La fraude aux droits de tiers lors du dépôt d’une marque justifie soit son transfert soit sa nullité.

Ce qu’il faut retenir : La fraude aux droits de tiers lors du dépôt d’une marque justifie soit son transfert soit sa nullité.

Pour approfondir : Le dépôt d’une marque ne doit pas porter atteinte aux droits antérieurs de tiers, la règle est connue et chacun sait qu’il convient de procéder à des recherches préalables d’antériorité pour s’assurer que le signe est disponible.
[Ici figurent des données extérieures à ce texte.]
//! Service configuration: an optional TOML file plus environment overrides.
//!
//! See `AppConfig` for the file schema. Every section is optional.

use std::path::PathBuf;

use serde::Deserialize;
use thiserror::Error;
use tracing::{error, info};

use crate::domain::TestCase;

#[derive(Debug, Error)]
pub enum ConfigError {
  #[error("failed to read {path}: {source}")]
  Io { path: String, source: std::io::Error },
  #[error("failed to parse {path}: {source}")]
  Parse { path: String, source: toml::de::Error },
}

#[derive(Clone, Debug, Deserialize, Default)]
pub struct AppConfig {
  #[serde(default)]
  pub server: ServerConfig,
  #[serde(default)]
  pub runner: RunnerConfig,
  #[serde(default)]
  pub hints: HintConfig,
  #[serde(default)]
  pub storage: StorageConfig,
  #[serde(default)]
  pub problems: Vec<ProblemCfg>,
}

#[derive(Clone, Debug, Deserialize)]
#[serde(default)]
pub struct ServerConfig {
  pub port: u16,
  pub static_dir: PathBuf,
}

impl Default for ServerConfig {
  fn default() -> Self {
    Self { port: 3000, static_dir: PathBuf::from("./static") }
  }
}

/// Limits applied to every sandboxed run.
#[derive(Clone, Debug, Deserialize)]
#[serde(default)]
pub struct RunnerConfig {
  pub node_binary: String,
  pub node_args: Vec<String>,
  pub timeout_ms: u64,
  pub memory_limit_mb: u32,
  pub max_output_bytes: usize,
  pub max_parallel_runs: usize,
  /// Run node under its permission model: reads only from the run directory.
  pub restrict_fs: bool,
}

impl Default for RunnerConfig {
  fn default() -> Self {
    Self {
      node_binary: "node".into(),
      node_args: vec!["--disallow-code-generation-from-strings".into()],
      timeout_ms: 2_000,
      memory_limit_mb: 128,
      max_output_bytes: 64 * 1024,
      max_parallel_runs: 4,
      restrict_fs: false,
    }
  }
}

/// Hint endpoint settings. Without `base_url` the hint feature is unavailable.
#[derive(Clone, Debug, Deserialize)]
#[serde(default)]
pub struct HintConfig {
  pub base_url: Option<String>,
  pub path: String,
  pub response_field: String,
  pub timeout_secs: u64,
}

impl Default for HintConfig {
  fn default() -> Self {
    Self {
      base_url: None,
      path: "/api/ask".into(),
      response_field: "data".into(),
      timeout_secs: 30,
    }
  }
}

#[derive(Clone, Debug, Deserialize, Default)]
#[serde(default)]
pub struct StorageConfig {
  /// Directory of `<id>.json` problem documents.
  pub problems_dir: Option<PathBuf>,
}

/// Problem entry accepted in the TOML bank.
#[derive(Clone, Debug, Deserialize)]
pub struct ProblemCfg {
  pub id: String,
  pub title: String,
  #[serde(default)]
  pub description: String,
  #[serde(default)]
  pub entry_point: Option<String>,
  #[serde(default)]
  pub test_cases: Vec<TestCase>,
}

impl AppConfig {
  pub fn from_toml_str(path: &str, s: &str) -> Result<Self, ConfigError> {
    toml::from_str(s).map_err(|source| ConfigError::Parse { path: path.to_string(), source })
  }

  pub fn load(path: &str) -> Result<Self, ConfigError> {
    let s = std::fs::read_to_string(path)
      .map_err(|source| ConfigError::Io { path: path.to_string(), source })?;
    Self::from_toml_str(path, &s)
  }

  /// Apply environment overrides on top of file values.
  pub fn apply_env<F>(&mut self, var: F)
  where
    F: Fn(&str) -> Option<String>,
  {
    if let Some(port) = var("PORT").and_then(|p| p.parse::<u16>().ok()) {
      self.server.port = port;
    }
    if let Some(dir) = var("STATIC_DIR") {
      self.server.static_dir = PathBuf::from(dir);
    }
    if let Some(url) = var("HINT_API_URL").filter(|u| !u.trim().is_empty()) {
      self.hints.base_url = Some(url);
    }
    if let Some(dir) = var("PROBLEMS_DIR") {
      self.storage.problems_dir = Some(PathBuf::from(dir));
    }
    if let Some(bin) = var("NODE_BINARY") {
      self.runner.node_binary = bin;
    }
  }
}

/// Load config from APP_CONFIG_PATH (if set), then apply env overrides.
/// File errors are logged and defaults are used instead.
pub fn load_app_config_from_env() -> AppConfig {
  let mut cfg = match std::env::var("APP_CONFIG_PATH") {
    Ok(path) => match AppConfig::load(&path) {
      Ok(cfg) => {
        info!(target: "codejudge_backend", %path, problems = cfg.problems.len(), "Loaded config (TOML)");
        cfg
      }
      Err(e) => {
        error!(target: "codejudge_backend", %path, error = %e, "Config unusable; using defaults");
        AppConfig::default()
      }
    },
    Err(_) => AppConfig::default(),
  };
  cfg.apply_env(|k| std::env::var(k).ok());
  cfg
}

#[cfg(test)]
mod tests {
  use super::*;
  use std::collections::HashMap;

  #[test]
  fn empty_file_yields_defaults() {
    let cfg = AppConfig::from_toml_str("inline", "").unwrap();
    assert_eq!(cfg.server.port, 3000);
    assert_eq!(cfg.hints.path, "/api/ask");
    assert_eq!(cfg.hints.response_field, "data");
    assert!(cfg.hints.base_url.is_none());
    assert_eq!(cfg.runner.node_binary, "node");
    assert!(!cfg.runner.restrict_fs);
    assert!(cfg.problems.is_empty());
  }

  #[test]
  fn parses_problem_bank() {
    let src = r#"
[runner]
timeout_ms = 500
restrict_fs = true

[[problems]]
id = "sum-pair"
title = "Sum a pair"
description = "Return a + b."
entry_point = "add"

[[problems.test_cases]]
input = '{"a":1,"b":2}'
expected_output = "3"
"#;
    let cfg = AppConfig::from_toml_str("inline", src).unwrap();
    assert_eq!(cfg.runner.timeout_ms, 500);
    assert_eq!(cfg.runner.memory_limit_mb, 128);
    assert!(cfg.runner.restrict_fs);
    assert_eq!(cfg.problems.len(), 1);
    assert_eq!(cfg.problems[0].entry_point.as_deref(), Some("add"));
    assert_eq!(cfg.problems[0].test_cases[0].expected_output, "3");
  }

  #[test]
  fn bad_toml_is_a_parse_error() {
    let err = AppConfig::from_toml_str("inline", "[runner\n").unwrap_err();
    assert!(matches!(err, ConfigError::Parse { .. }));
  }

  #[test]
  fn env_overrides_file_values() {
    let env: HashMap<&str, &str> = [
      ("PORT", "8081"),
      ("HINT_API_URL", "http://hints.local"),
      ("PROBLEMS_DIR", "/srv/problems"),
      ("NODE_BINARY", "/usr/bin/node"),
    ]
    .into_iter()
    .collect();
    let mut cfg = AppConfig::default();
    cfg.apply_env(|k| env.get(k).map(|v| v.to_string()));
    assert_eq!(cfg.server.port, 8081);
    assert_eq!(cfg.hints.base_url.as_deref(), Some("http://hints.local"));
    assert_eq!(cfg.storage.problems_dir, Some(PathBuf::from("/srv/problems")));
    assert_eq!(cfg.runner.node_binary, "/usr/bin/node");
  }

  #[test]
  fn blank_hint_url_is_ignored() {
    let mut cfg = AppConfig::default();
    cfg.apply_env(|k| (k == "HINT_API_URL").then(|| "  ".to_string()));
    assert!(cfg.hints.base_url.is_none());
  }
}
Néanmoins, tout signe non déposé n’est pas pour autant disponible : un tiers peut faire valoir une fraude à ses droits.

La fraude est en effet envisagée à l’article L.712-6 du code de la propriété intellectuelle qui prévoit : « Si un enregistrement a été demandé soit en fraude des droits d’un tiers, soit en violation d’une obligation légale ou conventionnelle, la personne qui estime avoir un droit sur la marque peut revendiquer sa propriété en justice ». Cet article permet ainsi à la victime de la fraude de récupérer la propriété de la marque déposée frauduleusement. Outre cet article, la victime d’une fraude peut également faire valoir l’adage « fraus omnia corrompit » et solliciter la nullité de la marque frauduleusement déposée, dans ce cas celle-ci n’est pas transférée mais retombe dans le domaine public.

Les faits ayant conduit à l’arrêt commenté (Cass.com., 11 janvier 2017, n°15-15.750, Publié au Bulletin) illustrent un cas original de fraude. Dans cette affaire, les auteurs d’une chanson mettant en scène un personnage dénommé « Bébé Lilly » avaient signé un contrat de cession et d’édition pour un disque comprenant le titre « Allo Papy Bébé Lilly ».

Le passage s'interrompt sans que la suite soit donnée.